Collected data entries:

⟨

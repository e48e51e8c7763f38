//! Конфигурация kinematic контроллера и resolver'а
//!
//! - `CharacterConfig`: параметры агента, задаются при spawn (serde, data-driven)
//! - `ResolverSettings`: tolerances resolver'а (Resource, общий на все агенты)
//!
//! Загрузка из файлов — забота внешнего authoring слоя; здесь только
//! типы с дефолтами и валидация.

use bevy::prelude::*;
use serde::{Deserialize, Serialize};
use thiserror::Error;

use crate::collision::AgentShape;
use crate::components::movement::KinematicController;
use crate::math::EPSILON;

/// Ошибка валидации конфигурации
#[derive(Debug, Clone, PartialEq, Error)]
pub enum ConfigError {
    #[error("`{field}` must be finite")]
    NonFinite { field: &'static str },

    #[error("`{field}` must be >= 0 (got {value})")]
    Negative { field: &'static str, value: f32 },

    #[error("`{field}` must be > 0 (got {value})")]
    NonPositive { field: &'static str, value: f32 },

    #[error("capsule height {height} is shorter than its diameter (radius {radius})")]
    CapsuleTooShort { height: f32, radius: f32 },
}

fn finite(field: &'static str, value: f32) -> Result<f32, ConfigError> {
    if value.is_finite() {
        Ok(value)
    } else {
        Err(ConfigError::NonFinite { field })
    }
}

fn non_negative(field: &'static str, value: f32) -> Result<f32, ConfigError> {
    let value = finite(field, value)?;
    if value < 0.0 {
        return Err(ConfigError::Negative { field, value });
    }
    Ok(value)
}

fn positive(field: &'static str, value: f32) -> Result<f32, ConfigError> {
    let value = finite(field, value)?;
    if value <= 0.0 {
        return Err(ConfigError::NonPositive { field, value });
    }
    Ok(value)
}

/// Параметры агента (fixed at spawn)
///
/// Vec3 поля хранятся массивами — serde не зависит от glam features.
#[derive(Debug, Clone, PartialEq, Serialize, Deserialize)]
#[serde(default)]
pub struct CharacterConfig {
    /// Гравитация (m/s²)
    pub gravity: [f32; 3],
    /// Скорость движения (m/s)
    pub speed: f32,
    /// Начальная вертикальная скорость прыжка (m/s)
    pub jump_strength: f32,
    /// Максимальная высота ступеньки (m)
    pub max_step: f32,
    /// Затухание вертикальной скорости в воздухе (1/s)
    pub drag: f32,
    /// Поворачивать агента по направлению движения
    pub face_movement: bool,
    /// Радиус капсулы (m)
    pub radius: f32,
    /// Полная высота капсулы, включая полусферы (m)
    pub height: f32,
}

impl Default for CharacterConfig {
    fn default() -> Self {
        Self {
            gravity: [0.0, -9.81, 0.0], // Earth gravity
            speed: 5.0,                 // 5 m/s (бег трусцой)
            jump_strength: 5.0,
            max_step: 0.3,
            drag: 0.0,
            face_movement: true,
            radius: 0.4,
            height: 1.8, // humanoid
        }
    }
}

impl CharacterConfig {
    pub fn validate(&self) -> Result<(), ConfigError> {
        for (i, component) in self.gravity.iter().enumerate() {
            let field = ["gravity.x", "gravity.y", "gravity.z"][i];
            finite(field, *component)?;
        }
        non_negative("speed", self.speed)?;
        non_negative("jump_strength", self.jump_strength)?;
        non_negative("max_step", self.max_step)?;
        non_negative("drag", self.drag)?;
        let radius = positive("radius", self.radius)?;
        let height = positive("height", self.height)?;
        if height + EPSILON < radius * 2.0 {
            return Err(ConfigError::CapsuleTooShort { height, radius });
        }
        Ok(())
    }

    /// ECS компонент контроллера
    pub fn controller(&self) -> KinematicController {
        KinematicController {
            gravity: Vec3::from_array(self.gravity),
            speed: self.speed,
            jump_strength: self.jump_strength,
            max_step: self.max_step,
            drag: self.drag,
            face_movement: self.face_movement,
        }
    }

    pub fn shape(&self) -> AgentShape {
        AgentShape::capsule(self.radius, self.height)
    }
}

/// Tolerances resolver'а
///
/// Общие для всех агентов, меняются только внешним тюнингом.
#[derive(Resource, Debug, Clone, PartialEq, Serialize, Deserialize)]
#[serde(default)]
pub struct ResolverSettings {
    /// Сужение side-wall band сверху и снизу (m): контакты у пола/потолка
    /// капсулы не блокируют горизонтальное движение
    pub side_wall_tolerance: f32,
    /// Путь до контакта, при котором считаем "касание" (m)
    pub contact_epsilon: f32,
    /// Длина probe вдоль гравитации, когда вертикальное смещение нулевое (m)
    pub ground_probe_skin: f32,
    /// Выталкивание из геометрии после commit
    pub penetration_correction: bool,
    /// Радиус probe сферы penetration correction (m)
    pub probe_radius: f32,
    /// Смещение probe от основания агента против гравитации (m)
    pub probe_offset: f32,
    /// Дальность distance query probe (m)
    pub probe_max_distance: f32,
}

impl Default for ResolverSettings {
    fn default() -> Self {
        Self {
            side_wall_tolerance: 0.01,
            contact_epsilon: EPSILON,
            ground_probe_skin: 0.02,
            penetration_correction: true,
            probe_radius: 0.1,
            probe_offset: 0.1,
            probe_max_distance: 0.1,
        }
    }
}

impl ResolverSettings {
    pub fn validate(&self) -> Result<(), ConfigError> {
        non_negative("side_wall_tolerance", self.side_wall_tolerance)?;
        non_negative("contact_epsilon", self.contact_epsilon)?;
        positive("ground_probe_skin", self.ground_probe_skin)?;
        positive("probe_radius", self.probe_radius)?;
        non_negative("probe_offset", self.probe_offset)?;
        non_negative("probe_max_distance", self.probe_max_distance)?;
        Ok(())
    }
}

#[cfg(test)]
mod tests {
    use super::*;

    #[test]
    fn test_default_configs_are_valid() {
        assert_eq!(CharacterConfig::default().validate(), Ok(()));
        assert_eq!(ResolverSettings::default().validate(), Ok(()));
    }

    #[test]
    fn test_rejects_negative_and_non_finite() {
        let config = CharacterConfig {
            speed: -1.0,
            ..Default::default()
        };
        assert_eq!(
            config.validate(),
            Err(ConfigError::Negative { field: "speed", value: -1.0 })
        );

        let config = CharacterConfig {
            gravity: [0.0, f32::NAN, 0.0],
            ..Default::default()
        };
        assert_eq!(
            config.validate(),
            Err(ConfigError::NonFinite { field: "gravity.y" })
        );

        let settings = ResolverSettings {
            probe_radius: 0.0,
            ..Default::default()
        };
        assert!(matches!(
            settings.validate(),
            Err(ConfigError::NonPositive { field: "probe_radius", .. })
        ));
    }

    #[test]
    fn test_rejects_short_capsule() {
        let config = CharacterConfig {
            radius: 0.5,
            height: 0.6,
            ..Default::default()
        };
        assert!(matches!(config.validate(), Err(ConfigError::CapsuleTooShort { .. })));
    }

    #[test]
    fn test_controller_and_shape_from_config() {
        let config = CharacterConfig::default();
        let controller = config.controller();
        assert_eq!(controller.gravity, Vec3::new(0.0, -9.81, 0.0));
        assert_eq!(controller.max_step, 0.3);

        let shape = config.shape();
        assert_eq!(shape.radius(), 0.4);
        assert!((shape.half_height() - 0.9).abs() < 1e-6);
    }
}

⟩

▸ Problem to work on: Retype the entries one by one, exactly.

▸ Exercise response:
repository e48e51e8c7763f38
//! Конфигурация kinematic контроллера и resolver'а
//!
//! - `CharacterConfig`: параметры агента, задаются при spawn (serde, data-driven)
//! - `ResolverSettings`: tolerances resolver'а (Resource, общий на все агенты)
//!
//! Загрузка из файлов — забота внешнего authoring слоя; здесь только
//! типы с дефолтами и валидация.

use bevy::prelude::*;
use serde::{Deserialize, Serialize};
use thiserror::Error;

use crate::collision::AgentShape;
use crate::components::movement::KinematicController;
use crate::math::EPSILON;

/// Ошибка валидации конфигурации
#[derive(Debug, Clone, PartialEq, Error)]
pub enum ConfigError {
    #[error("`{field}` must be finite")]
    NonFinite { field: &'static str },

    #[error("`{field}` must be >= 0 (got {value})")]
    Negative { field: &'static str, value: f32 },

    #[error("`{field}` must be > 0 (got {value})")]
    NonPositive { field: &'static str, value: f32 },

    #[error("capsule height {height} is shorter than its diameter (radius {radius})")]
    CapsuleTooShort { height: f32, radius: f32 },
}

fn finite(field: &'static str, value: f32) -> Result<f32, ConfigError> {
    if value.is_finite() {
        Ok(value)
    } else {
        Err(ConfigError::NonFinite { field })
    }
}

fn non_negative(field: &'static str, value: f32) -> Result<f32, ConfigError> {
    let value = finite(field, value)?;
    if value < 0.0 {
        return Err(ConfigError::Negative { field, value });
    }
    Ok(value)
}

fn positive(field: &'static str, value: f32) -> Result<f32, ConfigError> {
    let value = finite(field, value)?;
    if value <= 0.0 {
        return Err(ConfigError::NonPositive { field, value });
    }
    Ok(value)
}

/// Параметры агента (fixed at spawn)
///
/// Vec3 поля хранятся массивами — serde не зависит от glam features.
#[derive(Debug, Clone, PartialEq, Serialize, Deserialize)]
#[serde(default)]
pub struct CharacterConfig {
    /// Гравитация (m/s²)
    pub gravity: [f32; 3],
    /// Скорость движения (m/s)
    pub speed: f32,
    /// Начальная вертикальная скорость прыжка (m/s)
    pub jump_strength: f32,
    /// Максимальная высота ступеньки (m)
    pub max_step: f32,
    /// Затухание вертикальной скорости в воздухе (1/s)
    pub drag: f32,
    /// Поворачивать агента по направлению движения
    pub face_movement: bool,
    /// Радиус капсулы (m)
    pub radius: f32,
    /// Полная высота капсулы, включая полусферы (m)
    pub height: f32,
}

impl Default for CharacterConfig {
    fn default() -> Self {
        Self {
            gravity: [0.0, -9.81, 0.0], // Earth gravity
            speed: 5.0,                 // 5 m/s (бег трусцой)
            jump_strength: 5.0,
            max_step: 0.3,
            drag: 0.0,
            face_movement: true,
            radius: 0.4,
            height: 1.8, // humanoid
        }
    }
}

impl CharacterConfig {
    pub fn validate(&self) -> Result<(), ConfigError> {
        for (i, component) in self.gravity.iter().enumerate() {
            let field = ["gravity.x", "gravity.y", "gravity.z"][i];
            finite(field, *component)?;
        }
        non_negative("speed", self.speed)?;
        non_negative("jump_strength", self.jump_strength)?;
        non_negative("max_step", self.max_step)?;
        non_negative("drag", self.drag)?;
        let radius = positive("radius", self.radius)?;
        let height = positive("height", self.height)?;
        if height + EPSILON < radius * 2.0 {
            return Err(ConfigError::CapsuleTooShort { height, radius });
        }
        Ok(())
    }

    /// ECS компонент контроллера
    pub fn controller(&self) -> KinematicController {
        KinematicController {
            gravity: Vec3::from_array(self.gravity),
            speed: self.speed,
            jump_strength: self.jump_strength,
            max_step: self.max_step,
            drag: self.drag,
            face_movement: self.face_movement,
        }
    }

    pub fn shape(&self) -> AgentShape {
        AgentShape::capsule(self.radius, self.height)
    }
}

/// Tolerances resolver'а
///
/// Общие для всех агентов, меняются только внешним тюнингом.
#[derive(Resource, Debug, Clone, PartialEq, Serialize, Deserialize)]
#[serde(default)]
pub struct ResolverSettings {
    /// Сужение side-wall band сверху и снизу (m): контакты у пола/потолка
    /// капсулы не блокируют горизонтальное движение
    pub side_wall_tolerance: f32,
    /// Путь до контакта, при котором считаем "касание" (m)
    pub contact_epsilon: f32,
    /// Длина probe вдоль гравитации, когда вертикальное смещение нулевое (m)
    pub ground_probe_skin: f32,
    /// Выталкивание из геометрии после commit
    pub penetration_correction: bool,
    /// Радиус probe сферы penetration correction (m)
    pub probe_radius: f32,
    /// Смещение probe от основания агента против гравитации (m)
    pub probe_offset: f32,
    /// Дальность distance query probe (m)
    pub probe_max_distance: f32,
}

impl Default for ResolverSettings {
    fn default() -> Self {
        Self {
            side_wall_tolerance: 0.01,
            contact_epsilon: EPSILON,
            ground_probe_skin: 0.02,
            penetration_correction: true,
            probe_radius: 0.1,
            probe_offset: 0.1,
            probe_max_distance: 0.1,
        }
    }
}

impl ResolverSettings {
    pub fn validate(&self) -> Result<(), ConfigError> {
        non_negative("side_wall_tolerance", self.side_wall_tolerance)?;
        non_negative("contact_epsilon", self.contact_epsilon)?;
        positive("ground_probe_skin", self.ground_probe_skin)?;
        positive("probe_radius", self.probe_radius)?;
        non_negative("probe_offset", self.probe_offset)?;
        non_negative("probe_max_distance", self.probe_max_distance)?;
        Ok(())
    }
}

#[cfg(test)]
mod tests {
    use super::*;

    #[test]
    fn test_default_configs_are_valid() {
        assert_eq!(CharacterConfig::default().validate(), Ok(()));
        assert_eq!(ResolverSettings::default().validate(), Ok(()));
    }

    #[test]
    fn test_rejects_negative_and_non_finite() {
        let config = CharacterConfig {
            speed: -1.0,
            ..Default::default()
        };
        assert_eq!(
            config.validate(),
            Err(ConfigError::Negative { field: "speed", value: -1.0 })
        );

        let config = CharacterConfig {
            gravity: [0.0, f32::NAN, 0.0],
            ..Default::default()
        };
        assert_eq!(
            config.validate(),
            Err(ConfigError::NonFinite { field: "gravity.y" })
        );

        let settings = ResolverSettings {
            probe_radius: 0.0,
            ..Default::default()
        };
        assert!(matches!(
            settings.validate(),
            Err(ConfigError::NonPositive { field: "probe_radius", .. })
        ));
    }

    #[test]
    fn test_rejects_short_capsule() {
        let config = CharacterConfig {
            radius: 0.5,
            height: 0.6,
            ..Default::default()
        };
        assert!(matches!(config.validate(), Err(ConfigError::CapsuleTooShort { .. })));
    }

    #[test]
    fn test_controller_and_shape_from_config() {
        let config = CharacterConfig::default();
        let controller = config.controller();
        assert_eq!(controller.gravity, Vec3::new(0.0, -9.81, 0.0));
        assert_eq!(controller.max_step, 0.3);

        let shape = config.shape();
        assert_eq!(shape.radius(), 0.4);
        assert!((shape.half_height() - 0.9).abs() < 1e-6);
    }
}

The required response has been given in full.